There are a few ways to attack this, depends on how complex your criteria could be though.

How to query Cassandra by date range

I have a Cassandra ColumnFamily (0.6.4) that will have new entries from users. I'd like to query Cassandra for those new entries so that I can process that data in another system.
My sense was that I could use a TimeUUIDType as the key for my entry, and then query on a KeyRange that starts either with "" as the startKey, or whatever the lastStartKey was. Is this the correct method?
How does get_range_slice actually create a range? Doesn't it have to know the data type of the key? There's no declaration of the data type of the key anywhere. In the storage_conf.xml file, you declare the type of the columns, but not of the keys. Is the key assumed to be of the same type as the columns? Or does it do some magic sniffing to guess?
I've also seen reference implementations where people store TimeUUIDType in columns. However, this seems to have scale issues as this particular key would then become "hot" since every change would have to update it.
Any pointers in this case would be appreciated.
When sorting data only the column-keys are important.

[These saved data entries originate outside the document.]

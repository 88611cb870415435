#![warn(clippy::pedantic, clippy::all, clippy::nursery)]
#![allow(clippy::single_match_else)]

use crate::{config::RuntimeConfiguration, routes::escola_router, state::EscolaState};
use tokio::{net::TcpListener, signal};
use tracing_subscriber::{EnvFilter, FmtSubscriber};

#[macro_use]
extern crate tracing;

mod config;
mod data;
mod error;
mod routes;
mod serializer;
mod state;

async fn shutdown_signal() {
    let ctrl_c = async {
        signal::ctrl_c()
            .await
            .expect("failed to install Ctrl+C handler");
    };

    #[cfg(unix)]
    let terminate = async {
        signal::unix::signal(signal::unix::SignalKind::terminate())
            .expect("failed to install signal handler")
            .recv()
            .await;
    };

    #[cfg(not(unix))]
    let terminate = std::future::pending::<()>();

    tokio::select! {
        () = ctrl_c => {},
        () = terminate => {},
    }

    warn!("signal received, starting graceful shutdown");
}

/// Serves until `shutdown` resolves and every in-flight request has drained, and only then closes
/// the store.
async fn serve(
    listener: TcpListener,
    state: EscolaState,
    shutdown: impl Future<Output = ()> + Send + 'static,
) -> std::io::Result<()> {
    axum::serve(listener, escola_router(state.clone()))
        .with_graceful_shutdown(shutdown)
        .await?;

    state.sensible_shutdown().await;
    Ok(())
}

#[tokio::main]
async fn main() {
    tracing::subscriber::set_global_default(
        FmtSubscriber::builder()
            .with_env_filter(EnvFilter::from_default_env())
            .finish(),
    )
    .expect("unable to set tracing subscriber");

    info!("`tracing` online");

    if let Err(e) = dotenvy::dotenv() {
        if e.not_found() {
            info!("No .env file found, using the process environment");
        } else {
            error!(?e, "Unable to load .env file");
        }
    }

    let config = RuntimeConfiguration::new().expect("unable to create config");
    let state = EscolaState::new(config.clone())
        .await
        .expect("unable to create state");

    let server_ip = config.server_ip();
    let listener = TcpListener::bind(server_ip)
        .await
        .expect("unable to listen on server ip");

    info!(?server_ip, "Listening");
    serve(listener, state, shutdown_signal())
        .await
        .expect("unable to serve app");
    info!("Shut down");
}

#[cfg(test)]
mod tests {
    use super::*;
    use crate::{
        data::{
            StudentStore,
            memory::MemoryStudentStore,
            student::{Student, StudentFields, StudentQuery},
        },
        error::{EscolaError, EscolaResult},
    };
    use async_trait::async_trait;
    use std::{
        sync::{
            Arc,
            atomic::{AtomicBool, Ordering},
        },
        time::Duration,
    };
    use tokio::{
        io::{AsyncReadExt, AsyncWriteExt},
        net::TcpStream,
        sync::{Notify, oneshot},
    };

    /// Behaves like a pool: lookups fail once closed. Lookups also pause, so a request can still be
    /// running when the shutdown signal arrives.
    #[derive(Debug, Default)]
    struct SlowStore {
        inner: MemoryStudentStore,
        closed: AtomicBool,
        lookup_started: Notify,
    }

    #[async_trait]
    impl StudentStore for SlowStore {
        async fn list(&self, query: &StudentQuery) -> EscolaResult<(u64, Vec<Student>)> {
            self.inner.list(query).await
        }

        async fn get(&self, id: i64) -> EscolaResult<Option<Student>> {
            self.lookup_started.notify_one();
            tokio::time::sleep(Duration::from_millis(200)).await;
            if self.closed.load(Ordering::SeqCst) {
                return Err(EscolaError::MakeQuery {
                    source: sqlx::Error::PoolClosed,
                });
            }
            self.inner.get(id).await
        }

        async fn insert(&self, fields: StudentFields) -> EscolaResult<Student> {
            self.inner.insert(fields).await
        }

        async fn update(&self, id: i64, fields: StudentFields) -> EscolaResult<Option<Student>> {
            self.inner.update(id, fields).await
        }

        async fn remove(&self, id: i64) -> EscolaResult<bool> {
            self.inner.remove(id).await
        }

        async fn close(&self) {
            self.closed.store(true, Ordering::SeqCst);
        }
    }

    #[tokio::test]
    async fn store_closes_only_after_in_flight_requests_finish() {
        let store = Arc::new(SlowStore::default());
        let state = EscolaState::with_store(store.clone(), RuntimeConfiguration::in_memory(None));

        let listener = TcpListener::bind("127.0.0.1:0")
            .await
            .expect("unable to bind test listener");
        let addr = listener.local_addr().expect("listener has no address");

        let (stop_tx, stop_rx) = oneshot::channel::<()>();
        let server = tokio::spawn(serve(listener, state, async move {
            let _ = stop_rx.await;
        }));

        let mut stream = TcpStream::connect(addr).await.expect("unable to connect");
        stream
            .write_all(b"GET /students/1/ HTTP/1.1\r\nHost: localhost\r\nConnection: close\r\n\r\n")
            .await
            .expect("unable to send request");

        store.lookup_started.notified().await;
        stop_tx.send(()).expect("server stopped early");

        let mut response = String::new();
        stream
            .read_to_string(&mut response)
            .await
            .expect("unable to read response");
        assert!(response.starts_with("HTTP/1.1 404"), "{response}");

        server
            .await
            .expect("server task panicked")
            .expect("server failed");
        assert!(store.closed.load(Ordering::SeqCst));
    }
}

The data stored is of no consequence neither is the auto-generated timestamp. The CompareWith attribute is important here. If you set CompareWith as UTF8Type then the keys will be interpreted as UTF8Types. If you set the CompareWith as TimeUUIDType then the keys are automatically interpreted as timestamps. You do not have to specify the data type. Look at the SlicePredicate and SliceRange definitions on this page http://wiki.apache.org/cassandra/API This is a good place to start. Also, you might find this article useful http://www.sodeso.nl/?p=80 In the third part or so he talks about slice ranging his queries and so on.
Doug,
Writing to a single column family can sometimes create a hot spot if you are using an Order-Preserving Partitioner, but not if you are using the default Random Partitioner (unless a subset of users create vastly more data than all other users!).
If you sorted your rows by time (using an Order-Preserving Partitioner) then you are probably even more likely to create hotspots, since you will be adding rows sequentially and a single node will be responsible for each range of the keyspace.
Columns and Keys can be of any type, since the row key is just the first column.
Virtually, the cluster is a circular hash key ring, and keys get hashed by the partitioner to get distributed around the cluster.
Beware of using dates as row keys however, since even the randomization of the default randompartitioner is limited and you could end up cluttering your data.
What's more, if that date is changing, you would have to delete the previous row since you can only do inserts in C*.
Here is what we know :
A slice range is a range of columns in a row with a start value and an end value, this is used mostly for wide rows as columns are ordered. Known column names defined in the CF are indexed however so they can be retrieved specifying names.
A key slice, is a key associated with the sliced column range as returned by Cassandra
The equivalent of a where clause uses secondary indexes, you may use inequality operators there, however there must be at least ONE equals clause in your statement (also see https://issues.apache.org/jira/browse/CASSANDRA-1599).
Using a key range is ineffective with a Random Partitionner as the MD5 hash of your key doesn't keep lexical ordering.
What you want to use is a Column Family based index using a Wide Row :
CompositeType(TimeUUID | UserID)
In order for this not to become hot, add a first meaningful key ("shard key") that would split the data accross nodes such as the user type or the region.
Having more data than necessary in Cassandra is not a problem, it's how it is designed, so what you must ask yourself is "what do I need to query" and then design a Column Family for it rather than trying to fit everything in one CF like you'd do in an RDBMS.